(ACTIVITY): Go through the records and report each line in which the word "Serialize" occurs.

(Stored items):
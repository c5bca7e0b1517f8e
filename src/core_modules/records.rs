// THEORY:
// The `records` module defines what the tracking layer says about a frame. A
// `TrackingRecord` is produced once per accepted frame and is the only thing
// the stimulus renderer, overlay and recorder ever see of the camera.
//
// Each animal is an `AnimalRecord` with an always-present identity, centroid
// and heading, plus optional substructures (`BodyPose`, `EyePose`,
// `TailPose`). A substructure is `None` when its tracker was disabled or
// failed on this frame; consumers must treat absence as normal.
//
// The heading is a 2x2 matrix whose first column points from the swim bladder
// toward the head and whose second column is the left-hand perpendicular of
// the first. Built that way it is orthonormal with determinant +1.

use image::GrayImage;
use nalgebra::{Matrix2, Vector2};

/// Axis-aligned box in camera pixels.
#[derive(Debug, Clone, Copy, PartialEq, Eq, Default)]
pub struct BoundingBox {
    pub x: u32,
    pub y: u32,
    pub width: u32,
    pub height: u32,
}

impl BoundingBox {
    pub fn new(x: u32, y: u32, width: u32, height: u32) -> Self {
        Self { x, y, width, height }
    }

    pub fn contains(&self, px: f32, py: f32) -> bool {
        px >= self.x as f32
            && py >= self.y as f32
            && px < (self.x + self.width) as f32
            && py < (self.y + self.height) as f32
    }

    pub fn center(&self) -> (f32, f32) {
        (
            self.x as f32 + self.width as f32 / 2.0,
            self.y as f32 + self.height as f32 / 2.0,
        )
    }

    /// Scales a box found on a downsampled image back to full resolution.
    pub fn scaled(&self, factor: f32) -> Self {
        Self {
            x: (self.x as f32 * factor).floor() as u32,
            y: (self.y as f32 * factor).floor() as u32,
            width: (self.width as f32 * factor).ceil() as u32,
            height: (self.height as f32 * factor).ceil() as u32,
        }
    }
}

/// Orthonormal 2x2 matrix of principal axes.
#[derive(Debug, Clone, Copy, PartialEq)]
pub struct Heading(pub Matrix2<f32>);

impl Heading {
    /// Builds the matrix from the forward axis; the second column is its
    /// left-hand perpendicular.
    pub fn from_principal(forward: Vector2<f32>) -> Option<Self> {
        let norm = forward.norm();
        if !norm.is_finite() || norm < f32::EPSILON {
            return None;
        }
        let pc1 = forward / norm;
        let pc2 = Vector2::new(-pc1.y, pc1.x);
        Some(Self(Matrix2::from_columns(&[pc1, pc2])))
    }

    pub fn from_angle(angle_rad: f32) -> Self {
        let (s, c) = angle_rad.sin_cos();
        Self(Matrix2::new(c, -s, s, c))
    }

    pub fn identity() -> Self {
        Self(Matrix2::identity())
    }

    /// First column: swim bladder toward head.
    pub fn principal(&self) -> Vector2<f32> {
        self.0.column(0).into_owned()
    }

    pub fn secondary(&self) -> Vector2<f32> {
        self.0.column(1).into_owned()
    }

    /// Angle of the principal axis in image coordinates, radians.
    pub fn angle(&self) -> f32 {
        let p = self.principal();
        p.y.atan2(p.x)
    }

    pub fn flipped(&self) -> Self {
        Self(-self.0)
    }

    pub fn determinant(&self) -> f32 {
        self.0.determinant()
    }

    /// Both columns have unit norm and |det| is one, within `tolerance`.
    pub fn is_orthonormal(&self, tolerance: f32) -> bool {
        let c1 = self.principal().norm();
        let c2 = self.secondary().norm();
        (c1 - 1.0).abs() <= tolerance
            && (c2 - 1.0).abs() <= tolerance
            && (self.determinant().abs() - 1.0).abs() <= tolerance
    }
}

#[derive(Debug, Clone, PartialEq)]
pub struct BodyPose {
    /// Centroid of the thresholded body mask, camera pixels.
    pub centroid_px: (f32, f32),
    /// Swim bladder centroid used for front/back disambiguation, if found.
    pub swim_bladder_px: Option<(f32, f32)>,
    /// Extent of the body mask along the principal axis, pixels.
    pub length_px: f32,
    /// Extent across the principal axis, pixels.
    pub width_px: f32,
}

#[derive(Debug, Clone, PartialEq)]
pub struct EyeState {
    pub centroid_px: (f32, f32),
    /// Eye long-axis angle relative to the heading, radians in (-pi/2, pi/2].
    pub angle_rad: f32,
    pub area_px: u32,
}

#[derive(Debug, Clone, PartialEq)]
pub struct EyePose {
    pub left: EyeState,
    pub right: EyeState,
}

#[derive(Debug, Clone, PartialEq)]
pub struct TailPose {
    /// Interpolated skeleton points from the swim bladder to the tail tip.
    pub points_px: Vec<(f32, f32)>,
}

impl TailPose {
    pub fn len(&self) -> usize {
        self.points_px.len()
    }

    pub fn is_empty(&self) -> bool {
        self.points_px.is_empty()
    }
}

/// Per-animal tracking result for one frame.
#[derive(Debug, Clone, PartialEq)]
pub struct AnimalRecord {
    pub identity: u32,
    pub bbox_px: BoundingBox,
    pub centroid_px: (f32, f32),
    pub heading: Heading,
    pub body: Option<BodyPose>,
    pub eyes: Option<EyePose>,
    pub tail: Option<TailPose>,
}

/// Everything the tracker produced for one accepted frame.
#[derive(Debug, Clone, PartialEq)]
pub struct TrackingRecord {
    pub index: u64,
    pub timestamp_ns: i64,
    pub animals: Vec<AnimalRecord>,
    /// Downsampled preview of the source frame, for the overlay.
    pub image: Option<GrayImage>,
}

impl TrackingRecord {
    pub fn empty(index: u64, timestamp_ns: i64) -> Self {
        Self {
            index,
            timestamp_ns,
            animals: Vec::new(),
            image: None,
        }
    }

    pub fn animal(&self, identity: u32) -> Option<&AnimalRecord> {
        self.animals.iter().find(|a| a.identity == identity)
    }
}

#[cfg(test)]
mod tests {
    use super::*;
    use approx::assert_abs_diff_eq;

    #[test]
    fn heading_from_principal_is_orthonormal_with_positive_determinant() {
        let h = Heading::from_principal(Vector2::new(3.0, 4.0)).unwrap();
        assert!(h.is_orthonormal(1e-4));
        assert_abs_diff_eq!(h.determinant(), 1.0, epsilon = 1e-6);
        assert_abs_diff_eq!(h.principal().x, 0.6, epsilon = 1e-6);
        assert_abs_diff_eq!(h.secondary().x, -0.8, epsilon = 1e-6);
    }

    #[test]
    fn degenerate_axes_are_rejected() {
        assert!(Heading::from_principal(Vector2::new(0.0, 0.0)).is_none());
        assert!(Heading::from_principal(Vector2::new(f32::NAN, 1.0)).is_none());
    }

    #[test]
    fn flipping_keeps_orthonormality() {
        let h = Heading::from_angle(0.7).flipped();
        assert!(h.is_orthonormal(1e-4));
        assert_abs_diff_eq!(h.angle(), 0.7 - std::f32::consts::PI, epsilon = 1e-5);
    }

    #[test]
    fn bounding_box_scaling_and_containment() {
        let b = BoundingBox::new(10, 20, 5, 5).scaled(2.0);
        assert_eq!(b, BoundingBox::new(20, 40, 10, 10));
        assert!(b.contains(20.0, 40.0));
        assert!(!b.contains(30.0, 40.0));
    }
}
/// Sending side of a worker.
pub trait Outbox: Send {
    type Item;

    fn send(&mut self, item: &Self::Item) -> Result<()>;
}

/// Receiving side of a worker.
pub trait Inbox: Send {
    type Item;

    /// Waits at most `timeout` for the next input; `None` on timeout or stop.
    fn receive(&mut self, timeout: Duration, stop: &StopEvent) -> Result<Option<Self::Item>>;

    /// Takes one input that is already queued, without waiting. Used to empty
    /// the edges after a stop request; sources have nothing to drain.
    fn drain(&mut self) -> Result<Option<Self::Item>> {
        Ok(None)
    }
}

/// Writes to N monitored queues.
pub struct Dispatcher<C: SlotCodec> {
    outputs: Vec<QueueWriter<C>>,
    policy: FanOut,
    next: usize,
}

impl<C: SlotCodec> Dispatcher<C> {
    pub fn new(outputs: Vec<QueueWriter<C>>, policy: FanOut) -> Self {
        Self {
            outputs,
            policy,
            next: 0,
        }
    }

    pub fn policy(&self) -> FanOut {
        self.policy
    }

    pub fn len(&self) -> usize {
        self.outputs.len()
    }

    pub fn is_empty(&self) -> bool {
        self.outputs.is_empty()
    }

    /// Non-blocking send. Returns how many edges had to overwrite.
    pub fn send_item(&mut self, item: &C::Item) -> Result<usize> {
        if self.outputs.is_empty() {
            return Ok(0);
        }
        match self.policy {
            FanOut::Broadcast => {
                let mut overwrote = 0;
                for output in &mut self.outputs {
                    if output.push(item)? == PushOutcome::Overwrote {
                        overwrote += 1;
                    }
                }
                Ok(overwrote)
            }
            FanOut::Dispatch => {
                let index = self.next % self.outputs.len();
                self.next = (index + 1) % self.outputs.len();
                let outcome = self.outputs[index].push(item)?;
                Ok(usize::from(outcome == PushOutcome::Overwrote))
            }
        }
    }
}
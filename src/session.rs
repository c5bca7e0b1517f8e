// THEORY:
// A session turns a validated `RunConfig` into a running worker graph and,
// at the end, into a run directory on disk:
//
// ```text
// <output>/tracking.csv     one row per animal per tracking record
// <output>/stimulus.jsonl   one line per stimulus command, first presentation
// <output>/metadata.json    calibration, config, worker and edge statistics
// <output>/video/           optional decimated frames
// ```
//
// Key architectural principles:
// 1.  **Everything is resolved before anything runs.** Calibration, the
//     protocol and every queue are built in `start`; a configuration error
//     surfaces before the first worker thread exists.
// 2.  **Hardware is injectable.** The camera, projector, display sink and
//     clock default to the synthetic camera, a null projector, a null display
//     and the monotonic clock. Tests and the visualizer swap them in.
// 3.  **One way out.** However a run ends (duration elapsed, interrupt,
//     protocol drained, worker fault) it goes through `stop`, which joins the
//     graph against a deadline and always writes the metadata file.

use crate::calibration::{Calibration, CalibrationFile};
use crate::camera::{Camera, SyntheticCamera};
use crate::clock::{Clock, MonotonicClock, SharedClock};
use crate::config::{QueuesConfig, RunConfig};
use crate::error::{Result, VrError};
use crate::ipc::codec::{AnnotatedCodec, FrameCodec, SlotCodec, SubtractedCodec, TrackingCodec};
use crate::ipc::control::{ControlBus, StopEvent};
use crate::ipc::dispatcher::{Dispatcher, FanOut, NullOutbox, Receiver, Ticker};
use crate::ipc::monitored_queue::{QueueReader, QueueStats, QueueWriter};
use crate::protocol::sequencer::build_protocol;
use crate::recorder::CsvColumns;
use crate::stages::{
    BackgroundWorker, CameraWorker, DisplaySink, DisplayWorker, IdentityWorker, NullDisplay, OverlayWorker,
    ProtocolWorker, RecorderWorker, StimulusWorker, TrackerWorker, VideoWorker, record_index,
};
use crate::stimulus::patterns::AnimalPose;
use crate::stimulus::projector::{NullProjector, Projector};
use crate::stimulus::renderer::{RasterGeometry, StimulusRenderer};
use crate::worker::{DagController, StopReport, WorkerNode, WorkerOptions, WorkerReport};
use chrono::{DateTime, Utc};
use serde::Serialize;
use std::collections::HashMap;
use std::fs::File;
use std::io::BufWriter;
use std::path::{Path, PathBuf};
use std::time::{Duration, Instant};

/// Join deadline used by `run`.
pub const DEFAULT_STOP_DEADLINE: Duration = Duration::from_secs(5);

const WAIT_POLL: Duration = Duration::from_millis(10);
/// Receive wait of the vsync-paced renderer; presentation does the pacing.
const RENDER_RECEIVE: Duration = Duration::from_millis(1);

/// Why a run ended.
#[derive(Debug, Clone, Copy, PartialEq, Eq, Serialize)]
#[serde(rename_all = "snake_case")]
pub enum StopReason {
    Duration,
    Interrupted,
    ProtocolDone,
    Fault,
}

/// Contents of `metadata.json`.
#[derive(Debug, Serialize)]
pub struct RunMetadata<'a> {
    pub started_at: DateTime<Utc>,
    pub stopped_at: DateTime<Utc>,
    pub duration_sec: f64,
    pub stop_reason: StopReason,
    pub exit_code: i32,
    pub calibration: CalibrationFile,
    pub config: &'a RunConfig,
    pub workers: &'a [WorkerReport],
    pub stragglers: &'a [String],
    pub edges: &'a [QueueStats],
    pub total_dropped: u64,
    /// Records that reached the recorder while recording was paused.
    pub paused_records: u64,
    pub tracking_failures: u64,
    pub stimulus_presentations: u64,
}

/// Outcome of a finished run.
#[derive(Debug)]
pub struct RunSummary {
    pub reason: StopReason,
    pub report: StopReport,
    pub output_dir: PathBuf,
    pub metadata_path: PathBuf,
}

impl RunSummary {
    /// 0 for a clean stop, 3 when a worker failed or missed the deadline.
    pub fn exit_code(&self) -> i32 {
        exit_code(self.reason, &self.report)
    }

    pub fn worker(&self, name: &str) -> Option<&WorkerReport> {
        self.report.workers.iter().find(|w| w.name == name)
    }

    pub fn tracking_failures(&self) -> u64 {
        tracking_failures(&self.report)
    }

    pub fn total_dropped(&self) -> u64 {
        self.report.total_dropped()
    }
}

fn exit_code(reason: StopReason, report: &StopReport) -> i32 {
    if reason == StopReason::Fault || report.forced() || report.failed_workers().next().is_some() {
        3
    } else {
        0
    }
}

fn summary_u64(worker: &WorkerReport, key: &str) -> u64 {
    worker
        .summary
        .as_ref()
        .and_then(|s| s.get(key))
        .and_then(serde_json::Value::as_u64)
        .unwrap_or(0)
}

fn tracking_failures(report: &StopReport) -> u64 {
    report
        .workers
        .iter()
        .filter(|w| w.name.starts_with("tracker_"))
        .map(|w| summary_u64(w, "tracking_failures"))
        .sum()
}

fn edge<C: SlotCodec>(
    dag: &mut DagController,
    queues: &QueuesConfig,
    from: &str,
    to: &str,
    label: &str,
    codec: C,
) -> Result<(QueueWriter<C>, QueueReader<C>)> {
    let options = queues.options(&format!("{label}_{from}_{to}"));
    dag.connect_data(from, to, label, codec, &options)
}

/// A configured run that has not started yet.
pub struct Session {
    config: RunConfig,
    output_dir: PathBuf,
    clock: SharedClock,
    camera: Option<Box<dyn Camera>>,
    projector: Option<Box<dyn Projector>>,
    display: Option<Box<dyn DisplaySink>>,
}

(YOUR RESPONSE):
use serde::Serialize;
#[derive(Debug, Clone, Copy, PartialEq, Eq, Serialize)]
#[derive(Debug, Serialize)]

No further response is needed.